Statute of limitations has expired... tell us yours and I might tell you mine (IBM 360/50 and CDC Cyber 72 and one of the first 10 Unix PDP-11s).
Ok, I'm glad I found this write-up I did on another forum, so I don't have to type it all out again.
We had a Univac 1100 at college in the early 80's. I did a lot of cool stuff on that machine. Being a young, curious freshman, I would spend hours reading the dusty system docs stored in the corner of one of the terminal rooms. I was also in a CS 101 class at the time. I found a command line utility that would really do a great job at re-formatting my PASCAL programs. Nobody else knew of this internal program (and it's dozen of command line params to make it work really well and customize how it formatted the programs). So I told a few friends. They started to use it. So, to help out everyone in the CS 101 classes (hundreds of engineering students), I made a public command file that embedded all the complex parameters and returned the formatted program. Then EVERYONE started using my little public batch file.
Then I got the neat idea that since people are submitting their code (read: homework) to my formatter, I could copy their code into my private directory for later "analysis". So I started getting copies of everyone else's homework. That was fun to review (although I was better than 95% of the class, most of the code was crap). But it started taking up too much space in my account, so I turned it off. And no, I never turned in or used anyone else's' code for my own homework assignments. I always completed the assignments long before anyone else.
But then the administration caught wind of my little program and that everyone was using it to format their assignments. They made a very strongly worded announcement to all CS classes that nobody was allowed to use this utility, and if anyone did, they would get a failing grade on their assignments. "People must learn good code formatting themselves, and not rely on an automatic tool". Of course, that was an empty threat, because there was no way they could actually tell if someone was just really good at formatting their program, or the utility did it the exact same way. Anyway, I was forced to remove the public script, but I continued to use it and showed a few friends how to access the command line tool.
The second thing I did was a lot worse. During the summer sessions, I got a job as a "consultant" in the terminal rooms to help summer students with CS assignments and usage of the UNIVAC. There was a skeleton staff during the summer, usually just one main system operator and someone to kick the printer and distribute the printouts, and me.
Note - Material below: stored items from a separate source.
use serde::Deserialize;
use std::path::{Path, PathBuf};
use std::time::Duration;
use tracing::warn;

use gen_client::GenConfig;

#[derive(Debug, Deserialize)]
pub struct Config {
    #[serde(default)]
    pub network: NetworkConfig,
    #[serde(default)]
    pub generation: GenerationConfig,
    #[serde(default)]
    pub logging: LoggingConfig,
}

impl Default for Config {
    fn default() -> Self {
        Self {
            network: NetworkConfig::default(),
            generation: GenerationConfig::default(),
            logging: LoggingConfig::default(),
        }
    }
}

#[derive(Debug, Deserialize)]
pub struct NetworkConfig {
    #[serde(default = "default_listen")]
    pub listen_addr: String,
}

impl Default for NetworkConfig {
    fn default() -> Self {
        Self {
            listen_addr: default_listen(),
        }
    }
}

#[derive(Debug, Deserialize)]
pub struct GenerationConfig {
    /// Full generateContent endpoint URL.
    #[serde(default = "default_endpoint")]
    pub endpoint: String,
    /// Name of the environment variable holding the API key.  The key is
    /// never written into the config file itself.
    #[serde(default = "default_api_key_env")]
    pub api_key_env: String,
    #[serde(default = "default_timeout_secs")]
    pub timeout_secs: u64,
    #[serde(default = "default_connect_timeout_secs")]
    pub connect_timeout_secs: u64,
    #[serde(default)]
    pub stub: bool,
}

impl Default for GenerationConfig {
    fn default() -> Self {
        Self {
            endpoint: default_endpoint(),
            api_key_env: default_api_key_env(),
            timeout_secs: default_timeout_secs(),
            connect_timeout_secs: default_connect_timeout_secs(),
            stub: false,
        }
    }
}

impl GenerationConfig {
    /// Resolve into a [`GenConfig`], reading the API key from the
    /// configured environment variable.  Placeholder values are treated as
    /// unset so a templated deployment falls back to stub mode instead of
    /// sending a bogus key.
    pub fn resolve(&self) -> GenConfig {
        let api_key = std::env::var(&self.api_key_env)
            .ok()
            .filter(|k| !k.trim().is_empty() && !k.contains("REPLACE"));

        GenConfig {
            endpoint: self.endpoint.clone(),
            api_key,
            timeout: Duration::from_secs(self.timeout_secs),
            connect_timeout: Duration::from_secs(self.connect_timeout_secs),
            stub: self.stub,
        }
    }
}

#[derive(Debug, Deserialize)]
pub struct LoggingConfig {
    #[serde(default = "default_log_level")]
    pub level: String,
    #[serde(default = "default_audit_path")]
    pub audit_log_path: PathBuf,
}

impl Default for LoggingConfig {
    fn default() -> Self {
        Self {
            level: default_log_level(),
            audit_log_path: default_audit_path(),
        }
    }
}

// ---------------------------------------------------------------------------
// Default-value functions used by serde
// ---------------------------------------------------------------------------

fn default_listen() -> String {
    "127.0.0.1:8080".to_string()
}

fn default_endpoint() -> String {
    "https://generativelanguage.googleapis.com/v1beta/models/gemini-2.5-flash:generateContent"
        .to_string()
}

fn default_api_key_env() -> String {
    "GEN_API_KEY".to_string()
}

fn default_timeout_secs() -> u64 {
    20
}

fn default_connect_timeout_secs() -> u64 {
    5
}

fn default_log_level() -> String {
    "info".to_string()
}

fn default_audit_path() -> PathBuf {
    PathBuf::from("audit.jsonl")
}

// ---------------------------------------------------------------------------
// Loader
// ---------------------------------------------------------------------------

/// Load configuration from a YAML file.
///
/// A missing file yields the default configuration with a warning, so the
/// gate starts with sensible defaults before any config has been written.
pub fn load(path: &Path) -> anyhow::Result<Config> {
    if !path.exists() {
        warn!(
            path = %path.display(),
            "configuration file not found; using defaults"
        );
        return Ok(Config::default());
    }

    let contents = std::fs::read_to_string(path)
        .map_err(|e| anyhow::anyhow!("failed to read config file {}: {e}", path.display()))?;

    let config: Config = serde_yml::from_str(&contents)
        .map_err(|e| anyhow::anyhow!("failed to parse config file {}: {e}", path.display()))?;

    Ok(config)
}

#[cfg(test)]
mod tests {
    use super::*;

    #[test]
    fn missing_file_yields_defaults() {
        let cfg = load(Path::new("/nonexistent/warden.yaml")).unwrap();
        assert_eq!(cfg.network.listen_addr, "127.0.0.1:8080");
        assert!(!cfg.generation.stub);
    }

    #[test]
    fn partial_yaml_fills_defaults() {
        let cfg: Config = serde_yml::from_str(
            r#"
network:
  listen_addr: "0.0.0.0:9000"
generation:
  stub: true
"#,
        )
        .unwrap();
        assert_eq!(cfg.network.listen_addr, "0.0.0.0:9000");
        assert!(cfg.generation.stub);
        assert_eq!(cfg.generation.timeout_secs, 20);
        assert_eq!(cfg.logging.level, "info");
    }

    #[test]
    fn resolve_treats_placeholder_key_as_unset() {
        let gen = GenerationConfig {
            api_key_env: "WARDEN_TEST_PLACEHOLDER_KEY".to_string(),
            ..GenerationConfig::default()
        };
        std::env::set_var("WARDEN_TEST_PLACEHOLDER_KEY", "REPLACE_ME");
        let resolved = gen.resolve();
        assert!(resolved.api_key.is_none());
        std::env::remove_var("WARDEN_TEST_PLACEHOLDER_KEY");
    }
}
Well, occasionally the main sysop would leave for dinner and ask me to "watch over" things while she was gone. Of course, being a good sysop and security minded, she would log out of her admin terminal before leaving.
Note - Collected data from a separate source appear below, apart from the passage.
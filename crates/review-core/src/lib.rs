//! # review-core
//!
//! Deterministic prompt review for the prompt-warden gate.  Every decision
//! is rule-based and explainable: a fixed set of pattern catalogues feeds
//! four independent detectors, their findings are aggregated into an
//! ordered highlight list, and a short-circuiting rule chain resolves the
//! final ALLOW / NEEDS_FIX / BLOCK verdict.
//!
//! The crate is organised in layers:
//!
//! 1. **[`vocabulary`]** -- static catalogues compiled once into an
//!    immutable [`Vocabulary`](vocabulary::Vocabulary).
//! 2. **Detectors** -- [`lexical`], [`injection`], [`language`], and the
//!    [`costar`] extractor, each a pure function over borrowed vocabulary.
//! 3. **Resolution** -- [`score`], [`verdict`], and [`rewrite`] planning.
//! 4. **[`analyzer`]** -- the [`ReviewEngine`](analyzer::ReviewEngine)
//!    that wires the pipeline together.
//!
//! ## Quick start
//!
//! ```rust
//! use review_core::{ReviewEngine, Verdict};
//!
//! let engine = ReviewEngine::new().unwrap();
//! let analysis = engine.analyze("bruh wanna lol");
//! assert_eq!(analysis.verdict, Verdict::Block);
//! ```
//!
//! Everything here is synchronous and free of I/O; the external
//! generation collaborator lives behind the `gen-client` crate and is only
//! consulted for rewrite polish, never for the verdict.

pub mod analyzer;
pub mod costar;
pub mod injection;
pub mod language;
pub mod lexical;
pub mod report;
pub mod rewrite;
pub mod score;
pub mod verdict;
pub mod vocabulary;

// Re-export the primary public API at the crate root.
pub use analyzer::ReviewEngine;
pub use report::{Analysis, CostarProfile, Highlight, HighlightCategory, Persona, Verdict};
pub use rewrite::RewritePlan;
pub use vocabulary::{Vocabulary, VocabularyError};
So I would logon to my account while in her office. This one time (before phishing was a thing), I wrote a little script to run in my account that would spoof the actual logon screen, capture her login, password, and account code, write it out to my account, then log me out, and present a real logon page. So I'd just leave that running right before she got back.. I then started running it on terminals in the main computer room, too. The only problem was (1) the session would timeout in about 2 minutes, and (b), if someone happened to come up and hit CTRL-C (or whatever the break command was), they'd have open access to my account. So I didn't do that too much.
Then there was the time I was actually caught red-handed trying to hack (unsuccessfully) into my boss's (a CS grad student) account late one Friday night I was walking home drunk past the computer room. LUCKILY nothing happened, but I was sure I was going to be suspended or expelled for that one.